Prove using First Isomorphism Theorem 
Prove that $N=\{ e,(1\ 2)(3\ 4),(1\ 3)(2\ 4),(1\ 4)(2\ 3)\}$ is a normal subgroup of $S_4$ and $N\subseteq A_4$ such that $S_4/N \cong S_3$ and $A_4/N \cong \Bbb Z_3$.
Hint: Use that $$(i\ j)=(1\ i)(1\ j)(1\ i)$$ $$(1\ j)=(1\ j-1)(j-1\ j)(1\ j-1)$$
and the First Isomorphism Theorem.

We've tried to prove that $N\lhd S_4$, but we can't see how to expand an element of $S_4$ using the hint. Help.
 A: Let $R$ be a rectangle that is not a square. The easiest way to see that $N$ is a subgroup of $S_4$ is to let $G$ be the group of symmetries of $R$. Label the vertices of $R$ sequentially with the numbers $1$, $2$, $3$, $4$. Then $G$ will act on the set $\{1,2,3,4\}$. This gives us a homomorphism $\phi:G\to S_4$. $N$ is a subgroup of $S_4$, since $N=\phi(G)$.
To see that $N$ is normal, first note that for any $\sigma,\pi\in S_n$, if $\sigma$ is a $k$-cycle, i.e.
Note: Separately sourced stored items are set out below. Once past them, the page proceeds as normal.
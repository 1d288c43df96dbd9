//! Pre-flight write checks for output paths.

use crate::error::{Error, Result};
use log::debug;
use std::fs;
use std::io;
use std::path::{Path, PathBuf};

/// Checks that a file can be written at `path` before an analysis starts.
///
/// An existing regular file passes only when it is writable and `force` is
/// set; a missing file passes when its parent directory exists and is
/// writable. The parent is resolved from the absolute form of `path`, so
/// relative paths are checked against the current working directory.
///
/// The probe reads filesystem metadata only. It is a user-facing
/// diagnostic subject to the usual race between check and write: a
/// successful check does not reserve the path.
///
/// # Errors
///
/// - [`Error::AlreadyExists`] if the file exists, is writable, and `force`
///   is not set.
/// - [`Error::PermissionDenied`] if the file, or the parent directory of a
///   missing file, is not writable.
/// - [`Error::NotFound`] if neither the file nor its parent directory
///   exists.
/// - [`Error::Io`] if a metadata probe fails for any other reason.
pub fn check_can_write_file(path: &Path, force: bool) -> Result<()> {
    debug!("preflight write check: {}", path.display());

    match fs::metadata(path) {
        Ok(meta) if meta.is_file() => {
            if meta.permissions().readonly() {
                return Err(Error::PermissionDenied {
                    path: path.to_path_buf(),
                });
            }
            if force {
                Ok(())
            } else {
                Err(Error::AlreadyExists {
                    path: path.to_path_buf(),
                })
            }
        }
        // Anything that is not a regular file (missing, directory, socket)
        // is judged by whether its enclosing directory accepts new files.
        Ok(_) => check_parent_dir(path),
        Err(e) if e.kind() == io::ErrorKind::NotFound => check_parent_dir(path),
        Err(e) => Err(e.into()),
    }
}

fn check_parent_dir(path: &Path) -> Result<()> {
    let dir = parent_dir(path)?;
    match fs::metadata(&dir) {
        Ok(meta) if meta.permissions().readonly() => Err(Error::PermissionDenied { path: dir }),
        Ok(_) => Ok(()),
        Err(e) if e.kind() == io::ErrorKind::NotFound => Err(Error::NotFound { path: dir }),
        Err(e) => Err(e.into()),
    }
}

/// Parent directory of the absolute form of `path`. A path without a
/// parent (the filesystem root) is its own directory.
fn parent_dir(path: &Path) -> Result<PathBuf> {
    let abs = std::path::absolute(path)?;
    match abs.parent() {
        Some(parent) if !parent.as_os_str().is_empty() => Ok(parent.to_path_buf()),
        _ => Ok(abs),
    }
}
$$\sigma=(a_1a_2\ldots a_k)$$
for some $a_1,\ldots,a_k\in\{1,\ldots,n\}$, then it follows that
$$\pi\sigma\pi^{-1}=(\pi(a_1)\pi(a_2)\ldots \pi(a_k)).$$
In other words, whenever we conjugate a $k$-cycle, we get another $k$-cycle. Note that $N$ consists of the identity and all the elements of $S_4$ that are product of disjoint $2$-cycles. Hence $N\lhd S_4$.
Note that $S_4/N$ has order $6$ so $S_4/N\cong S_3$ or $S_4/N\cong\Bbb{Z}_6$. Since $S_4$ has no elements of order $6$, we must have $S_4/N\cong S_3$. Similarly, $A_4/N$ has order $3$ so $A_4/N\cong\Bbb{Z}_3$.